Release Notes¶

Riva Speech Skills 2.0.0¶

All published functionality in the release notes has been fully tested and verified with known limitations documented. To share feedback about this release, access our NVIDIA Riva Developer Forum.

Note

If you are upgrading to 2.0.0 from a previous version, rerun riva-build for existing models. If you are using the Quick Start tool, run riva_clean.sh followed by riva_init.sh.

Breaking Changes¶

All legacy Jarvis APIs have been removed and are no longer supported.
The returned type of audio waveform from the Riva TTS service is now int16 to be compatible with the linear PCM wave format currently supported by Riva.

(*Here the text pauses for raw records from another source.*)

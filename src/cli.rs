//! Command-line interface argument parsing.
//!
//! This module handles all CLI argument parsing using clap,
//! including validation and default values.

use crate::models::ColumnOrder;
use clap::Parser;
use serde::{Deserialize, Serialize};
use std::path::PathBuf;

/// Cacus - Nessus compliance results to CSV
///
/// Extracts Policy Compliance results from a .nessus report and writes
/// them as delimited text for spreadsheets and downstream reporting.
///
/// Examples:
///   cacus --input-file scan.nessus
///   cacus -i scan.nessus -o results.tsv --delimiter tab
///   cacus -i scan.nessus --aggregate --columns check-first
///   cacus -i scan.nessus --aggregate --no-padding
///   cacus --init-config
#[derive(Parser, Debug, Clone)]
#[command(author, version, about, long_about = None)]
#[command(propagate_version = true)]
pub struct Args {
    /// Path to the input .nessus file
    #[arg(
        short,
        long = "input-file",
        value_name = "FILE",
        required_unless_present = "init_config"
    )]
    pub input_file: Option<PathBuf>,

    /// Path to the output file
    ///
    /// Default: from config or ./compliance_results.csv
    #[arg(short, long = "output-file", value_name = "FILE")]
    pub output_file: Option<PathBuf>,

    /// Output column delimiter (single character, or "tab")
    ///
    /// Default: from config or ","
    #[arg(short, long, value_name = "CHAR", env = "CACUS_DELIMITER")]
    pub delimiter: Option<String>,

    /// Merge per-host results into one row per check and result
    ///
    /// Only PASSED and FAILED results are kept in this mode.
    #[arg(short, long)]
    pub aggregate: bool,

    /// Join merged hostnames and values with a single newline
    ///
    /// By default the separator is widened to keep multi-line values
    /// roughly aligned with their host.
    #[arg(long)]
    pub no_padding: bool,

    /// Column layout of the output (host-first, check-first)
    #[arg(long, value_name = "ORDER")]
    pub columns: Option<ColumnOrder>,

    /// Output format (delimited, json)
    #[arg(long, value_name = "FORMAT")]
    pub format: Option<OutputFormat>,

    /// Path to configuration file
    ///
    /// If not specified, looks for .cacus.toml in the current directory
    #[arg(short, long, value_name = "FILE")]
    pub config: Option<PathBuf>,

    /// Enable verbose logging output
    #[arg(short, long)]
    pub verbose: bool,

    /// Run in quiet mode (errors only)
    #[arg(short, long)]
    pub quiet: bool,

    /// Generate a default .cacus.toml configuration file
    #[arg(long)]
    pub init_config: bool,
}

/// Output format for the results.
#[derive(
    Debug, Clone, Copy, PartialEq, Eq, Default, Serialize, Deserialize, clap::ValueEnum,
)]
#[serde(rename_all = "lowercase")]
pub enum OutputFormat {
    /// Delimited text (default)
    #[default]
    Delimited,
    /// JSON array of records
    Json,
}

impl Args {
    /// Parse command-line arguments.
    pub fn parse_args() -> Self {
        Self::parse()
    }

    /// Validate the parsed arguments.
    pub fn validate(&self) -> Result<(), String> {
        // Skip validation for --init-config
        if self.init_config {
            return Ok(());
        }

        // Validate input file
        match self.input_file {
            Some(ref input) if !input.is_file() => {
                return Err(format!("Input file does not exist: {}", input.display()));
            }
            None => return Err("An input file is required".to_string()),
            _ => {}
        }

        // Validate delimiter
        if let Some(ref delimiter) = self.delimiter {
            parse_delimiter(delimiter)?;
        }

        // Check for conflicting options
        if self.verbose && self.quiet {
            return Err("Cannot use both --verbose and --quiet".to_string());
        }

        Ok(())
    }

    /// Returns the log level based on verbosity settings.
    pub fn log_level(&self) -> tracing::Level {
        if self.quiet {
            tracing::Level::ERROR
        } else if self.verbose {
            tracing::Level::DEBUG
        } else {
            tracing::Level::INFO
        }
    }
}

/// Turn a delimiter argument into the byte the writer needs.
///
/// Accepts any single ASCII character, plus `tab` and `\t` for TAB.
pub fn parse_delimiter(value: &str) -> Result<u8, String> {
    if matches!(value, "tab" | "\\t") {
        return Ok(b'\t');
    }

    let mut chars = value.chars();
    match (chars.next(), chars.next()) {
        (Some(c), None) if c.is_ascii() && c != '"' && c != '\n' && c != '\r' => Ok(c as u8),
        _ => Err(format!(
            "Delimiter must be a single ASCII character other than a quote or newline, got {:?}",
            value
        )),
    }
}

#[cfg(test)]
mod tests {
    use super::*;

    fn make_args() -> Args {
        Args {
            input_file: Some(PathBuf::from(file!())),
            output_file: None,
            delimiter: None,
            aggregate: false,
            no_padding: false,
            columns: None,
            format: None,
            config: None,
            verbose: false,
            quiet: false,
            init_config: false,
        }
    }

    #[test]
    fn test_parse_delimiter() {
        assert_eq!(parse_delimiter(","), Ok(b','));
        assert_eq!(parse_delimiter(";"), Ok(b';'));
        assert_eq!(parse_delimiter("|"), Ok(b'|'));
        assert_eq!(parse_delimiter("tab"), Ok(b'\t'));
        assert_eq!(parse_delimiter("\\t"), Ok(b'\t'));
        assert_eq!(parse_delimiter("\t"), Ok(b'\t'));
        assert!(parse_delimiter("").is_err());
        assert!(parse_delimiter(",,").is_err());
        assert!(parse_delimiter("\"").is_err());
        assert!(parse_delimiter("§").is_err());
    }

    #[test]
    fn test_validation_missing_input() {
        let mut args = make_args();
        args.input_file = Some(PathBuf::from("/nonexistent/scan.nessus"));
        assert!(args.validate().is_err());
    }

    #[test]
    fn test_validation_bad_delimiter() {
        let mut args = make_args();
        args.delimiter = Some("ab".to_string());
        assert!(args.validate().is_err());
    }

    #[test]
    fn test_validation_conflicting_options() {
        let mut args = make_args();
        args.verbose = true;
        args.quiet = true;
        assert!(args.validate().is_err());
    }

    #[test]
    fn test_init_config_skips_validation() {
        let mut args = make_args();
        args.input_file = None;
        args.init_config = true;
        assert!(args.validate().is_ok());
    }

    #[test]
    fn test_log_level() {
        let mut args = make_args();
        assert_eq!(args.log_level(), tracing::Level::INFO);

        args.verbose = true;
        assert_eq!(args.log_level(), tracing::Level::DEBUG);

        args.verbose = false;
        args.quiet = true;
        assert_eq!(args.log_level(), tracing::Level::ERROR);
    }

    #[test]
    fn test_parse_from_command_line() {
        let args = Args::try_parse_from([
            "cacus",
            "-i",
            "scan.nessus",
            "--aggregate",
            "--columns",
            "check-first",
            "--format",
            "json",
        ])
        .unwrap();

        assert_eq!(args.input_file, Some(PathBuf::from("scan.nessus")));
        assert!(args.aggregate);
        assert_eq!(args.columns, Some(ColumnOrder::CheckFirst));
        assert_eq!(args.format, Some(OutputFormat::Json));
    }
}
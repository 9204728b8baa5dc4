//! Analysis modules.
//!
//! Post-extraction processing of compliance issues.

pub mod aggregator;

pub use aggregator::*;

New Features / Enhancements¶

Riva supports Linux ARM64 platforms, i.e. NVIDIA Jetson AGX Xavier™ and NVIDIA Jetson NX Xavier, referred to as embedded throughout the documentation.
Riva provides two new pre-trained TTS voices that are easily deployable via the Quick Start scripts.
Phoneme SSML tags support manually overriding pronunciations.
SSL/TLS connections to the Riva server are supported.
There’s a new option for generating additional tokenization’s for words in the lexicon (this is an experimental feature which may boost recognition accuracy).
Inverse text normalization grammars must be provided during the riva-build stage to allow customizations for inverse text normalization.
Ability to add opt-in API key for sending telemetry back to NVIDIA.

Bug fixes¶

Fixed an issue in ServiceMaker that caused punctuation and capitalization models generated with recent NeMo versions to lead to inaccurate results.
Fixed an issue that could lead to a crash when using word boosting.

Known Issues¶

Deployment of Citrinet models for offline recognition can fail during the riva-deploy phase if large chunk sizes are used. To workaround this issue, we recommend passing parameter max-dim=100000 to nemo2riva when converting the .nemo model to .riva. This will enable using a chunk size up to 900 seconds during the riva-deploy phase.
On embedded platforms, the ASR examples in asr-python-basics and asr-python-boosting Jupyter notebooks don’t work by default, since they invoke offline recognition API and embedded platforms don’t have an offline ASR model enabled by default. To get these examples working, you need to either deploy an offline ASR model or modify the examples to use streaming recognition API.
When deploying the offline ASR models with riva-deploy, TensorRT warnings indicating that memory requirements of format conversion cannot be satisfied might appear in the logs. These warnings should not affect functionality and can be ignored.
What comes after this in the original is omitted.